__EXERCISE DATA__
==================================================

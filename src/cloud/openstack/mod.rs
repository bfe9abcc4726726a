//! OpenStack implementation of [`CloudClient`] and [`IdentityClient`] on top
//! of `reqwest`.
//!
//! Endpoints come from the Keystone v3 service catalog of the token. The
//! client speaks the plain REST APIs of Nova, Cinder v3, Neutron, Glance v2,
//! Swift, Heat and Aodh, and only deserializes the fields the purge needs.

use anyhow::{Context, Result};
use async_trait::async_trait;
use reqwest::{RequestBuilder, Response, StatusCode};
use serde::de::DeserializeOwned;
use serde_json::{Value, json};
use std::sync::Arc;
use std::time::Duration;
use tracing::{debug, trace};

use crate::cloud::{Cloud, CloudClient, IdentityClient, Project, ServiceType};
use crate::config::{ClientConfig, ProjectScope};
use crate::types::error::{PurgeError, is_not_found_error};
use crate::types::{
    Alarm, Backup, Container, FloatingIp, GroupSnapshot, Image, Network, Port, Router,
    SecurityGroup, Server, Snapshot, Stack, StorageObject, Volume, VolumeGroup,
};

use auth::AuthSession;

pub(crate) mod auth;

const AUTH_TOKEN_HEADER: &str = "X-Auth-Token";
const API_VERSION_HEADER: &str = "OpenStack-API-Version";
// Generic volume groups need 3.13, group snapshots 3.14, backup project ids 3.18.
const VOLUME_GROUP_API_VERSION: &str = "volume 3.14";
const VOLUME_BACKUP_API_VERSION: &str = "volume 3.18";

/// Client bound to one Keystone token.
#[derive(Debug, Clone)]
pub struct OpenStackClient {
    http: reqwest::Client,
    session: Arc<AuthSession>,
    client_config: Arc<ClientConfig>,
}

impl OpenStackClient {
    /// Authenticates with the configured credentials and project scope.
    pub async fn connect(client_config: &ClientConfig) -> Result<Self> {
        let mut builder = reqwest::Client::builder()
            .danger_accept_invalid_certs(client_config.insecure)
            .user_agent(concat!("ospurge-rs/", env!("CARGO_PKG_VERSION")));
        if let Some(timeout) = client_config.timeout_milliseconds {
            builder = builder.timeout(Duration::from_millis(timeout));
        }
        let http = builder
            .build()
            .map_err(|e| PurgeError::Connection(e.to_string()))?;

        let session = auth::authenticate(
            &http,
            &client_config.auth_url,
            &client_config.credentials,
            &client_config.project_scope,
        )
        .await?;

        Ok(Self::from_session(http, session, client_config.clone()))
    }

    fn from_session(http: reqwest::Client, session: AuthSession, client_config: ClientConfig) -> Self {
        OpenStackClient {
            http,
            session: Arc::new(session),
            client_config: Arc::new(client_config),
        }
    }

    fn endpoint(&self, service: ServiceType) -> Result<String> {
        self.session.endpoint_for(
            service,
            &self.client_config.interface,
            self.client_config.region_name.as_deref(),
        )
    }

    fn identity_url(&self) -> String {
        auth::identity_base_url(&self.client_config.auth_url)
    }

    fn network_url(&self) -> Result<String> {
        let endpoint = self.endpoint(ServiceType::Network)?;
        if endpoint.ends_with("/v2.0") {
            Ok(endpoint)
        } else {
            Ok(format!("{endpoint}/v2.0"))
        }
    }

    /// Glance root, without the API version.
    fn image_root_url(&self) -> Result<String> {
        let endpoint = self.endpoint(ServiceType::Image)?;
        Ok(endpoint
            .strip_suffix("/v2")
            .map(str::to_string)
            .unwrap_or(endpoint))
    }

    fn alarming_url(&self) -> Result<String> {
        let endpoint = self.endpoint(ServiceType::Alarming)?;
        if endpoint.ends_with("/v2") {
            Ok(endpoint)
        } else {
            Ok(format!("{endpoint}/v2"))
        }
    }

    async fn send(&self, request: RequestBuilder, what: &str) -> Result<Response> {
        let response = request
            .header(AUTH_TOKEN_HEADER, &self.session.token)
            .send()
            .await
            .map_err(|e| PurgeError::Connection(e.to_string()))?;
        check_status(response, what).await
    }

    async fn get_json<T: DeserializeOwned>(&self, request: RequestBuilder, what: &str) -> Result<T> {
        let response = self.send(request, what).await?;
        response
            .json()
            .await
            .with_context(|| format!("invalid response while reading {what}"))
    }

    async fn delete(&self, url: &str, what: &str) -> Result<()> {
        trace!(url = url, "DELETE");
        self.send(self.http.delete(url), what).await?;
        Ok(())
    }

    /// Lists `key` from `url`, following the `<key>_links` pagination links.
    async fn list<T: DeserializeOwned>(
        &self,
        url: String,
        key: &str,
        api_version: Option<&str>,
    ) -> Result<Vec<T>> {
        let links_key = format!("{key}_links");
        let mut records = Vec::new();
        let mut next = Some(url);

        while let Some(url) = next.take() {
            trace!(url = url, "GET");
            let mut request = self.http.get(&url);
            if let Some(api_version) = api_version {
                request = request.header(API_VERSION_HEADER, api_version);
            }
            let mut body: Value = self.get_json(request, key).await?;
            records.extend(take_records::<T>(&mut body, key)?);
            next = next_link(&body, &links_key);
        }

        Ok(records)
    }

    async fn list_swift_json<T: DeserializeOwned>(
        &self,
        url: &str,
        marker_of: fn(&T) -> &str,
    ) -> Result<Vec<T>> {
        let mut records: Vec<T> = Vec::new();
        let mut marker: Option<String> = None;

        loop {
            let mut request = self.http.get(url).query(&[("format", "json")]);
            if let Some(marker) = &marker {
                request = request.query(&[("marker", marker)]);
            }
            let response = self.send(request, url).await?;
            if response.status() == StatusCode::NO_CONTENT {
                break;
            }
            let page: Vec<T> = response
                .json()
                .await
                .context("invalid object storage listing")?;
            let Some(last) = page.last() else {
                break;
            };
            marker = Some(marker_of(last).to_string());
            records.extend(page);
        }

        Ok(records)
    }

    async fn role_id(&self, role_name: &str) -> Result<String> {
        let url = format!("{}/roles", self.identity_url());
        let roles: Vec<Value> = self
            .list(
                format!("{url}?name={}", urlencoding::encode(role_name)),
                "roles",
                None,
            )
            .await?;
        roles
            .first()
            .and_then(|role| role["id"].as_str())
            .map(str::to_string)
            .ok_or_else(|| PurgeError::NotFound(format!("role {role_name}")).into())
    }

    fn role_assignment_url(&self, role_id: &str, user_id: &str, project_id: &str) -> String {
        format!(
            "{}/projects/{project_id}/users/{user_id}/roles/{role_id}",
            self.identity_url()
        )
    }
}

/// Maps an HTTP error status to a [`PurgeError`].
pub(crate) async fn check_status(response: Response, what: &str) -> Result<Response> {
    let status = response.status();
    if status.is_success() {
        return Ok(response);
    }

    let message = response.text().await.unwrap_or_default();
    let error = match status {
        StatusCode::UNAUTHORIZED => PurgeError::AuthenticationFailed(format!("{what}: {message}")),
        StatusCode::FORBIDDEN => PurgeError::NotAuthorized(format!("{what}: {message}")),
        StatusCode::NOT_FOUND => PurgeError::NotFound(what.to_string()),
        _ => PurgeError::Api {
            status: status.as_u16(),
            message: format!("{what}: {message}"),
        },
    };
    Err(error.into())
}

fn take_records<T: DeserializeOwned>(body: &mut Value, key: &str) -> Result<Vec<T>> {
    match body.get_mut(key).map(Value::take) {
        Some(items @ Value::Array(_)) => {
            serde_json::from_value(items).with_context(|| format!("invalid {key} record"))
        }
        _ => Ok(Vec::new()),
    }
}

fn next_link(body: &Value, links_key: &str) -> Option<String> {
    body.get(links_key)?
        .as_array()?
        .iter()
        .find(|link| link["rel"] == "next")
        .and_then(|link| link["href"].as_str())
        .map(str::to_string)
}

fn container_marker(container: &Container) -> &str {
    &container.name
}

fn object_marker(object: &StorageObject) -> &str {
    &object.name
}

fn project_filter(project_id: &str) -> String {
    format!("project_id={}", urlencoding::encode(project_id))
}
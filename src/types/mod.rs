use std::fmt;
use std::fmt::{Debug, Display, Formatter};

use zeroize_derive::{Zeroize, ZeroizeOnDrop};

pub mod error;
pub mod records;
pub mod token;

pub use records::{
    Alarm, Backup, Container, FloatingIp, GenericResource, GroupSnapshot, Image, Network, Port,
    Router, SecurityGroup, Server, Snapshot, Stack, StorageObject, Volume, VolumeGroup,
};

/// Minimal capability shared by every record the purge core handles.
///
/// The generic ownership filter only ever looks at these two values; all
/// other fields stay on the concrete record type.
pub trait Ownable {
    fn id(&self) -> &str;

    /// Identifier of the owning project, if the service reports one.
    fn owner(&self) -> Option<&str>;
}

/// A cloud resource listed by a [`ResourceKind`](crate::kinds::ResourceKind).
///
/// One variant per built-in record type. Kinds added through the registry
/// extension slot use [`Resource::Generic`].
#[derive(Debug, Clone, PartialEq)]
pub enum Resource {
    Server(Server),
    Volume(Volume),
    Snapshot(Snapshot),
    Backup(Backup),
    VolumeGroup(VolumeGroup),
    GroupSnapshot(GroupSnapshot),
    Image(Image),
    Network(Network),
    Port(Port),
    Router(Router),
    FloatingIp(FloatingIp),
    SecurityGroup(SecurityGroup),
    Stack(Stack),
    Container(Container),
    StorageObject(StorageObject),
    Alarm(Alarm),
    Generic(GenericResource),
}

impl Resource {
    fn as_ownable(&self) -> &dyn Ownable {
        match self {
            Self::Server(r) => r,
            Self::Volume(r) => r,
            Self::Snapshot(r) => r,
            Self::Backup(r) => r,
            Self::VolumeGroup(r) => r,
            Self::GroupSnapshot(r) => r,
            Self::Image(r) => r,
            Self::Network(r) => r,
            Self::Port(r) => r,
            Self::Router(r) => r,
            Self::FloatingIp(r) => r,
            Self::SecurityGroup(r) => r,
            Self::Stack(r) => r,
            Self::Container(r) => r,
            Self::StorageObject(r) => r,
            Self::Alarm(r) => r,
            Self::Generic(r) => r,
        }
    }

    pub fn id(&self) -> &str {
        self.as_ownable().id()
    }

    pub fn owner(&self) -> Option<&str> {
        self.as_ownable().owner()
    }
}

impl Display for Resource {
    fn fmt(&self, f: &mut Formatter<'_>) -> fmt::Result {
        match self {
            Self::Server(r) => write!(f, "VM (id='{}', name='{}')", r.id, r.name),
            Self::Volume(r) => write!(
                f,
                "Volume (id='{}', name='{}')",
                r.id,
                r.name.as_deref().unwrap_or_default()
            ),
            Self::Snapshot(r) => write!(
                f,
                "Volume Snapshot (id='{}', name='{}')",
                r.id,
                r.name.as_deref().unwrap_or_default()
            ),
            Self::Backup(r) => write!(
                f,
                "Volume Backup (id='{}', name='{}')",
                r.id,
                r.name.as_deref().unwrap_or_default()
            ),
            Self::VolumeGroup(r) => write!(
                f,
                "Volume Group (id='{}', name='{}')",
                r.id,
                r.name.as_deref().unwrap_or_default()
            ),
            Self::GroupSnapshot(r) => write!(
                f,
                "Group Snapshot (id='{}', name='{}')",
                r.id,
                r.name.as_deref().unwrap_or_default()
            ),
            Self::Image(r) => write!(
                f,
                "Image (id='{}', name='{}')",
                r.id,
                r.name.as_deref().unwrap_or_default()
            ),
            Self::Network(r) => write!(f, "Network (id='{}', name='{}')", r.id, r.name),
            Self::Port(r) => write!(
                f,
                "Port (id='{}', network_id='{}', device_owner='{}')",
                r.id, r.network_id, r.device_owner
            ),
            Self::Router(r) => write!(f, "Router (id='{}', name='{}')", r.id, r.name),
            Self::FloatingIp(r) => write!(f, "Floating IP (id='{}')", r.id),
            Self::SecurityGroup(r) => {
                write!(f, "Security Group (id='{}', name='{}')", r.id, r.name)
            }
            Self::Stack(r) => write!(f, "Heat Stack (id='{}', name='{}')", r.id, r.stack_name),
            Self::Container(r) => write!(f, "Container (name='{}')", r.name),
            Self::StorageObject(r) => write!(
                f,
                "Object '{}' from Container '{}'",
                r.name, r.container_name
            ),
            Self::Alarm(r) => write!(f, "Alarm (id='{}', name='{}')", r.alarm_id, r.name),
            Self::Generic(r) => write!(f, "{} (id='{}')", r.kind, r.id),
        }
    }
}

/// Statistics sent through the stats channel while kinds are purged.
#[derive(Debug, Clone, PartialEq)]
pub enum PurgeStatistics {
    DeleteComplete { kind: String, description: String },
    /// The resource was already gone when the delete call reached the service.
    DeleteAbsent { kind: String, description: String },
    /// The resource is not owned by the purged project.
    DeleteSkip { kind: String, description: String },
    /// Delete failure tolerated because only explicit kinds were requested.
    DeleteError { kind: String, description: String },
    DryRunListed {
        order: i32,
        kind: String,
        description: String,
    },
}

/// Keystone password credentials.
///
/// The password is cleared from memory when this struct is dropped.
#[derive(Clone, Zeroize, ZeroizeOnDrop)]
pub struct PasswordCredentials {
    pub username: String,
    pub password: String,
    pub user_domain_name: Option<String>,
    pub user_domain_id: Option<String>,
}

impl Debug for PasswordCredentials {
    fn fmt(&self, f: &mut Formatter<'_>) -> fmt::Result {
        f.debug_struct("PasswordCredentials")
            .field("username", &self.username)
            .field("password", &"** redacted **")
            .field("user_domain_name", &self.user_domain_name)
            .field("user_domain_id", &self.user_domain_id)
            .finish()
    }
}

==================================================

Using the records above, count how many lines include the word "last", and reply only with that figure.

2